Blog

AI Agent Optimization: Self-Improving Loops That Compound

Point your AI agent at a metric and let it run a baseline-versus-challenger loop that compounds forever. Here's the self-improving experimentation loop, set up in Hermes.

June 4, 2026OpenClawCrew7 min read

AI Agent Optimization: Self-Improving Loops That Compound

Most people use an AI agent to do a task once. The real leverage is pointing it at a number you care about — conversion rate, click-through, open rate — and letting it run a baseline-versus-challenger loop that improves that number a little at a time, forever. The agent generates a variant, you deploy it, it reads the result, and if the challenger wins it becomes the new baseline. Every experiment gets logged and never forgotten. By day 365 you've stacked improvements you could never have reasoned your way to up front.
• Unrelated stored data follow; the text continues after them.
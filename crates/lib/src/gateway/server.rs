//! HTTP server lifecycle: bind, serve until shutdown, and the process shutdown signal.

use anyhow::{Context, Result};
use axum::Router;
use std::future::Future;
use tokio::net::TcpListener;

/// Bind `bind:port`. A port that is already taken gets its own error message.
pub async fn bind_listener(bind: &str, port: u16) -> Result<TcpListener> {
    let bind_addr = format!("{}:{}", bind.trim(), port);
    match TcpListener::bind(&bind_addr).await {
        Ok(listener) => Ok(listener),
        Err(e) if e.kind() == std::io::ErrorKind::AddrInUse => {
            log::error!("port {} is already in use", port);
            Err(e).with_context(|| format!("port {} is already in use", port))
        }
        Err(e) => Err(e).with_context(|| format!("binding to {}", bind_addr)),
    }
}

/// Serve `app` on `listener` until `shutdown` resolves, then drain open connections.
pub async fn serve<F>(listener: TcpListener, app: Router, shutdown: F) -> Result<()>
where
    F: Future<Output = ()> + Send + 'static,
{
    if let Ok(addr) = listener.local_addr() {
        log::info!("server running on {}", addr);
    }
    axum::serve(listener, app)
        .with_graceful_shutdown(shutdown)
        .await
        .context("http server exited")?;
    log::info!("http server stopped");
    Ok(())
}

/// Future that completes when the process should shut down (SIGINT or SIGTERM).
pub async fn shutdown_signal() {
    let ctrl_c = async {
        if let Err(e) = tokio::signal::ctrl_c().await {
            log::warn!("failed to install Ctrl+C handler: {}", e);
            std::future::pending::<()>().await;
        }
    };

    #[cfg(unix)]
    let terminate = async {
        match tokio::signal::unix::signal(tokio::signal::unix::SignalKind::terminate()) {
            Ok(mut sig) => {
                sig.recv().await;
            }
            Err(e) => {
                log::warn!("failed to install SIGTERM handler: {}", e);
                std::future::pending::<()>().await;
            }
        }
    };

    #[cfg(not(unix))]
    let terminate = std::future::pending::<()>();

    tokio::select! {
        _ = ctrl_c => {},
        _ = terminate => {},
    }
    log::info!("shutdown signal received, draining connections");
}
Here's how to set up that loop with Hermes (Claude Code), including the part nobody covers: closing the data loop on platforms that have no API.

The core loop: baseline vs challenger

The whole system is one repeating cycle:

1. Pick one thing to change.
2. Pick one objective metric.
3. Pick one way to read that metric.
4. The agent generates a challenger variant.
5. You deploy it; it harvests the metric.
6. If the challenger beats the control, it becomes the new baseline. Repeat.

It compounds like 1% a day. The mental model is three files: a one-time data-prep step, a single file the agent edits each iteration, and an instructions file that tells one agent what to do. Point the agent at the instructions and let it run.

The phrase that matters: the log is the asset. Every iteration is recorded — the hypothesis, the change, the result. The agent never forgets a failed test, so it stops repeating dead ends and starts building on what worked. Or, as the people who run these loops put it: it's called WD-40 because WD-39 failed.

Pick the right metric, or the loop is noise

Optimization only works on the right target. A good candidate is:

Objective and measurable — a number a computer can read, not a vibe.
Data-obtainable — reachable via API or scraping.
Frequent — enough volume for fast feedback.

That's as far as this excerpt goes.